=== ASSIGNMENT ===
Scan the material for the word "tracking", then return every line where it appears.
=-=-=-=-=
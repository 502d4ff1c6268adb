pub mod message;
pub mod operation_log;
pub mod request;
pub mod schedule;
pub mod tracking;

pub use message::DispatchMessage;
pub use operation_log::{LogEntry, LogStatus, OperationLog, StatusReport};
pub use request::{
    AppRef, EnvironmentRef, EnvironmentRequest, TaskBatchRequest, TaskOperation, TaskRequest,
    TaskSpec, VersionRef,
};
pub use schedule::{
    environment_prefix, schedule_name, ScheduleData, ScheduleDefinition, ScheduleRecord,
};
pub use tracking::{TrackingEntry, TrackingStatus};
=-=-=-=-=
=== ANSWER TO THIS EXERCISE ===
pub mod tracking;
pub use tracking::{TrackingEntry, TrackingStatus};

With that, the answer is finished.